Opera
St Francois d'Assise (San Francisco)
Spiritual exaltation
Michael Tanner
Nothing could be a more confident sign from a new operatic administration than putting on Messiaen's St Francois d'Assise, which since its premiere 19 years ago has had very few productions anywhere. Obviously the place to mount it in the United States would be the almost eponymous San Francisco, but with a notoriously conservative audience, even by opera-going standards worldwide, it could have seemed foolhardy. In the event the courage of the general administrator, Pamela Rosenberg, is triumphantly vindicated, even if the turgid waffle she and more egregiously her dramaturge, Wolfgang Willaschek, have churned out to justify and explain the enterprise contrives to give exactly the wrong impression of the work. For although the opera is daunting, it is not intellectually demanding, not really demanding of anything except openness to new musical experiences and limitless patience.

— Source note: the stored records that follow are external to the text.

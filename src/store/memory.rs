use async_trait::async_trait;
use serde_json::Value;
use std::collections::{HashMap, HashSet};
use tokio::sync::RwLock;

use super::{Favorite, UserDataStore};
use crate::error::Error;

/// In-process store with the same semantics as the Supabase one
#[derive(Debug, Default)]
pub struct MemoryStore {
    favorites: RwLock<HashMap<(String, String), Favorite>>,
    deleted_identities: RwLock<HashSet<String>>,
}

impl MemoryStore {
    pub fn new() -> Self {
        Self::default()
    }

    /// Whether `delete_identity` has been called for the user
    pub async fn is_identity_deleted(&self, user_id: &str) -> bool {
        self.deleted_identities.read().await.contains(user_id)
    }
}

#[async_trait]
impl UserDataStore for MemoryStore {
    async fn upsert_favorite(
        &self,
        user_id: &str,
        recipe_id: &str,
        recipe_data: Value,
    ) -> Result<Favorite, Error> {
        let favorite = Favorite::new(user_id, recipe_id, recipe_data);
        self.favorites.write().await.insert(
            (user_id.to_string(), recipe_id.to_string()),
            favorite.clone(),
        );
        Ok(favorite)
    }

    async fn delete_favorite(&self, user_id: &str, recipe_id: &str) -> Result<(), Error> {
        self.favorites
            .write()
            .await
            .remove(&(user_id.to_string(), recipe_id.to_string()));
        Ok(())
    }

    async fn list_favorites(&self, user_id: &str) -> Result<Vec<Favorite>, Error> {
        let mut favorites: Vec<Favorite> = self
            .favorites
            .read()
            .await
            .values()
            .filter(|f| f.user_id == user_id)
            .cloned()
            .collect();
        favorites.sort_by(|a, b| b.created_at.cmp(&a.created_at));
        Ok(favorites)
    }

    async fn favorite_exists(&self, user_id: &str, recipe_id: &str) -> Result<bool, Error> {
        Ok(self
            .favorites
            .read()
            .await
            .contains_key(&(user_id.to_string(), recipe_id.to_string())))
    }

    async fn delete_all_favorites_for_user(&self, user_id: &str) -> Result<(), Error> {
        self.favorites
            .write()
            .await
            .retain(|(owner, _), _| owner != user_id);
        Ok(())
    }

    async fn delete_identity(&self, user_id: &str) -> Result<(), Error> {
        let mut deleted = self.deleted_identities.write().await;
        if !deleted.insert(user_id.to_string()) {
            return Err(Error::persistence(format!("user {} not found", user_id)));
        }
        Ok(())
    }
}

#[cfg(test)]
mod tests {
    use super::*;
    use serde_json::json;

    #[tokio::test]
    async fn test_upsert_replaces() {
        let store = MemoryStore::new();
        store
            .upsert_favorite("u1", "r1", json!({ "v": 1 }))
            .await
            .unwrap();
        store
            .upsert_favorite("u1", "r1", json!({ "v": 2 }))
            .await
            .unwrap();

        let favorites = store.list_favorites("u1").await.unwrap();
        assert_eq!(favorites.len(), 1);
        assert_eq!(favorites[0].recipe_data["v"], 2);
    }

    #[tokio::test]
    async fn test_scoped_per_user() {
        let store = MemoryStore::new();
        store.upsert_favorite("u1", "r1", json!({})).await.unwrap();
        store.upsert_favorite("u2", "r1", json!({})).await.unwrap();

        store.delete_all_favorites_for_user("u1").await.unwrap();

        assert!(!store.favorite_exists("u1", "r1").await.unwrap());
        assert!(store.favorite_exists("u2", "r1").await.unwrap());
    }

    #[tokio::test]
    async fn test_delete_identity_twice_fails() {
        let store = MemoryStore::new();
        store.delete_identity("u1").await.unwrap();

        assert!(store.is_identity_deleted("u1").await);
        assert!(store.delete_identity("u1").await.is_err());
    }
}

In all respects this San Francisco production puts the work in the most favourable light. The production and design, by Nicolas Bricger and Hans Dieter Schaal, concentrate entirely on elucidating the action, if that's the word, and giving us a series of visual images that are impressive and usually beautiful. The sets consist of large pieces of masonry which swing into different positions for each scene, and which often have a long winding road threading through them, the path of which Frere Leon complains in the opening line of the work, and often thereafter. Tai peur, sur la route.' He is immediately challenged and consoled by St Francois, Willard White giving the performance of his life. I have rarely seen and heard so magnificently comprehensive an account of a complex and extremely long operatic role. No shade of feeling escapes White, and indeed between the fourth and fifth performances which I saw his interpretation became even more intense and luminous. He experiences a wide range of spiritual states, but manages to suggest, even in the most taxing of them, that he is serene. Messiaen would surely have been very moved.
Though the title role is by far the most demanding, none of the other eight requires less than a strongly individual singing actor. Messiaen differentiates the friars with a skilful economy which I find surprising, and the producer managed to get them even to be amusing without archness, Gran Wilson annoying Francois by imitating the absurdities of birds' movements to especially good effect. The Leper, who provides Francois with his biggest test, has the most taxing but also, in some respects, the most conventional music in the work. Chris Merritt's voice has lost none of its agility, but most of its beauty, so it suited that role very well, and though he could have looked a lot more repulsive with benefit, he conveyed the furious bitterness, and then the heartbroken gratitude of the part effectively, so that his scene was a dramatic highpoint.
All the rest of the highpoints are provided by the Angel, for whom Messiaen produced his most ravishing music. In this production, with the sublime singing of Laura Aikin, and the magical blend of the accompaniment provided by the superlative orchestra under Donald Runnicles, the Angel's scenes, above all the concert she provides at the centre of the work, seemed among the most elevated and moving experiences one has ever had in an opera house. She is clothed in deep but radiant blue, has only one wing (why? To accommodate her back-pack when she becomes the Traveller asking bewildered friars what they think about predestination?), but always conveys a calm and gentleness which is the closest thing in music to Fra Angelico. Her effect on Francois at each of her appearances is captured as completely in the production as in the text and music.
In these scenes, and some places elsewhere, genuine religious ecstasy is to be found. I think — speaking as an outsider. There are other long stretches of almost intolerable tedium especially in the Sermon to the Birds, which, occupies the last 45 minutes of Act II, which has already lasted an hour. Messiaen has previously in the opera recapitulated his life's concerns without repeating himself musically, but here he has nowhere to go, and the effect is disappointing if not anaesthetic. In Act III he moves onto new territory, or at least back to someone else's, by setting Francois's death virtually to the music of Boris Godunov's coronation and death combined.
That, too. is the summit of a lifetime's devotion, and works powerfully. And the very end of the opera, a blaze of light and glory, with an ever-intensifying C-major chord, the vast forces playing full out, is nothing less than stunning. By the time one feels in a position to ask any questions about it — is this the summit of spiritual exaltation, or is it post-Scriabin kitsch? — it's too late. The experience while it lasts is breathtaking, and left the audience — the house was packed, has been for all the performances, and almost no one left — in no mood to do anything except volley forth their reactions to this astounding piece, and to forget that the evening, or afternoon, had been an amalgam of leadenness and levitation.